Starting with DX 23’s largest misstep, Gerald Clarke’s Immersion feels like anything but. A basket-woven game board, Immersion photographs beautifully from above — which is not how audiences experience it. In actuality, it’s an earthbound structure with minimal interaction (viewers are invited to walk on it). Engagement is driven via mobile devices; scanning QR codes pops up lengthy audio files and an online quiz. This lack of dynamic integration is antithetical to the premise of Desert X. Immersion’s design isolates participants from the natural environment, forcing them to retreat into their phones despite gale and glare. The artwork’s ancestral significance, its sense of place, history, and culture are minimized. The result is contraction rather than expansion.

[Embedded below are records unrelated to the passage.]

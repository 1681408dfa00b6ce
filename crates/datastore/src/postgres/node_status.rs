use std::collections::{BTreeSet, HashMap};
use std::time::Duration;

use chrono::{DateTime, Utc};
use sqlx::Row;

use super::PgNodeStore;
use crate::types::ShardPrimary;
use crate::{DatastoreError, Result};

fn cutoff(window: Duration) -> Result<DateTime<Utc>> {
    Ok(Utc::now()
        - chrono::Duration::from_std(window)
            .map_err(|err| DatastoreError::InvalidArgument(err.to_string()))?)
}

#[async_trait::async_trait]
impl crate::NodeStatusStore for PgNodeStore {
    async fn update_status(
        &self,
        proxy_name: &str,
        virtual_storage: &str,
        storage: &str,
        active: bool,
    ) -> Result<()> {
        sqlx::query(
            "INSERT INTO node_status
                 (proxy_name, virtual_storage, storage, last_contact_attempt_at, last_seen_active_at)
             VALUES ($1, $2, $3, now(), CASE WHEN $4 THEN now() END)
             ON CONFLICT (proxy_name, virtual_storage, storage)
             DO UPDATE SET
                 last_contact_attempt_at = now(),
                 last_seen_active_at = CASE
                     WHEN $4 THEN now()
                     ELSE node_status.last_seen_active_at
                 END",
        )
        .bind(proxy_name)
        .bind(virtual_storage)
        .bind(storage)
        .bind(active)
        .execute(&self.pool)
        .await?;
        Ok(())
    }

    async fn healthy_storages(
        &self,
        health_window: Duration,
        activity_window: Duration,
    ) -> Result<HashMap<String, BTreeSet<String>>> {
        let rows = sqlx::query(
            "WITH active AS (
                 SELECT DISTINCT proxy_name FROM node_status
                 WHERE last_contact_attempt_at >= $2
             )
             SELECT virtual_storage, storage
             FROM node_status
             JOIN active USING (proxy_name)
             WHERE last_seen_active_at >= $1
             GROUP BY virtual_storage, storage
             HAVING COUNT(DISTINCT proxy_name) >= (SELECT (COUNT(*) + 1) / 2 FROM active)",
        )
        .bind(cutoff(health_window)?)
        .bind(cutoff(activity_window)?)
        .fetch_all(&self.pool)
        .await?;

        let mut healthy: HashMap<String, BTreeSet<String>> = HashMap::new();
        for row in rows {
            healthy
                .entry(row.try_get("virtual_storage")?)
                .or_default()
                .insert(row.try_get("storage")?);
        }
        Ok(healthy)
    }
}

fn shard_primary_from_row(row: &sqlx::postgres::PgRow) -> Result<ShardPrimary> {
    Ok(ShardPrimary {
        node: row.try_get("node_name")?,
        elected_by: row.try_get("elected_by")?,
        elected_at: row.try_get("elected_at")?,
        demoted: row.try_get("demoted")?,
        previous_writable_primary: row.try_get("previous_writable_primary")?,
    })
}

#[async_trait::async_trait]
impl crate::ShardPrimaryStore for PgNodeStore {
    async fn get_shard_primary(&self, virtual_storage: &str) -> Result<Option<ShardPrimary>> {
        let row = sqlx::query(
            "SELECT node_name, elected_by, elected_at, demoted, previous_writable_primary
             FROM shard_primaries WHERE shard_name = $1",
        )
        .bind(virtual_storage)
        .fetch_optional(&self.pool)
        .await?;
        row.as_ref().map(shard_primary_from_row).transpose()
    }

    async fn elect_shard_primary(
        &self,
        virtual_storage: &str,
        node: &str,
        elected_by: &str,
        failover_timeout: Duration,
    ) -> Result<ShardPrimary> {
        let mut tx = self.pool.begin().await?;

        let incumbent = sqlx::query(
            "SELECT node_name, elected_by, elected_at, demoted, previous_writable_primary
             FROM shard_primaries WHERE shard_name = $1
             FOR UPDATE",
        )
        .bind(virtual_storage)
        .fetch_optional(&mut tx)
        .await?
        .as_ref()
        .map(shard_primary_from_row)
        .transpose()?;

        let elected = match incumbent {
            Some(incumbent) if incumbent.node != node => {
                if Utc::now().signed_duration_since(incumbent.elected_at)
                    <= chrono::Duration::from_std(failover_timeout)
                        .map_err(|err| DatastoreError::InvalidArgument(err.to_string()))?
                {
                    tx.rollback().await?;
                    return Ok(incumbent);
                }
                // Failover: the shard goes read-only until the demotion is
                // cleared by the operator.
                ShardPrimary {
                    node: node.to_string(),
                    elected_by: elected_by.to_string(),
                    elected_at: Utc::now(),
                    demoted: true,
                    previous_writable_primary: if incumbent.demoted {
                        incumbent.previous_writable_primary
                    } else {
                        Some(incumbent.node)
                    },
                }
            }
            Some(incumbent) => ShardPrimary {
                elected_at: Utc::now(),
                ..incumbent
            },
            None => ShardPrimary {
                node: node.to_string(),
                elected_by: elected_by.to_string(),
                elected_at: Utc::now(),
                demoted: false,
                previous_writable_primary: None,
            },
        };

        sqlx::query(
            "INSERT INTO shard_primaries
                 (shard_name, node_name, elected_by, elected_at, demoted, previous_writable_primary)
             VALUES ($1, $2, $3, $4, $5, $6)
             ON CONFLICT (shard_name) DO UPDATE SET
                 node_name = EXCLUDED.node_name,
                 elected_by = EXCLUDED.elected_by,
                 elected_at = EXCLUDED.elected_at,
                 demoted = EXCLUDED.demoted,
                 previous_writable_primary = EXCLUDED.previous_writable_primary",
        )
        .bind(virtual_storage)
        .bind(&elected.node)
        .bind(&elected.elected_by)
        .bind(elected.elected_at)
        .bind(elected.demoted)
        .bind(&elected.previous_writable_primary)
        .execute(&mut tx)
        .await?;

        tx.commit().await?;
        Ok(elected)
    }

    async fn clear_demotion(&self, virtual_storage: &str) -> Result<()> {
        let updated = sqlx::query(
            "UPDATE shard_primaries
             SET demoted = FALSE, previous_writable_primary = NULL
             WHERE shard_name = $1",
        )
        .bind(virtual_storage)
        .execute(&self.pool)
        .await?
        .rows_affected();
        if updated == 0 {
            return Err(DatastoreError::NoRowsAffected);
        }
        Ok(())
    }
}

This is not a sweeping condemnation of digital elements or virtual works. Far from it. Nancy Baker Cahill’s augmented reality pieces from DX 19 (Revolutions and Margin of Error) were spectacular examples of integrated technology and how it can be transformative. Cahill’s art could only be experienced in that landscape, at that moment in time, with those contextual details and sensory input. The digital components of Immersion lacked such specificity or intentionality.
While Mario García Torres’ Searching for the Sky (While Maintaining Equilibrium) may not be a misstep, the work seems underdeveloped. A “reflection on ‘cowboy culture,’” the kinetic installation plumbs the “promise to harness/ control nature.” Metal panels serve as stand-ins for mechanical bulls, gyrating against chossy hillsides. The installation’s humorous tension with the landscape is compelling, but left me wanting more. The panels themselves felt oddly inert and bland, despite their movement. Other options, such as solar (emphasizing the thematic fallacy that we can harness or control nature) or fully mirrored surfaces (a playful, more literal take on its cultural reflection), were left unmined.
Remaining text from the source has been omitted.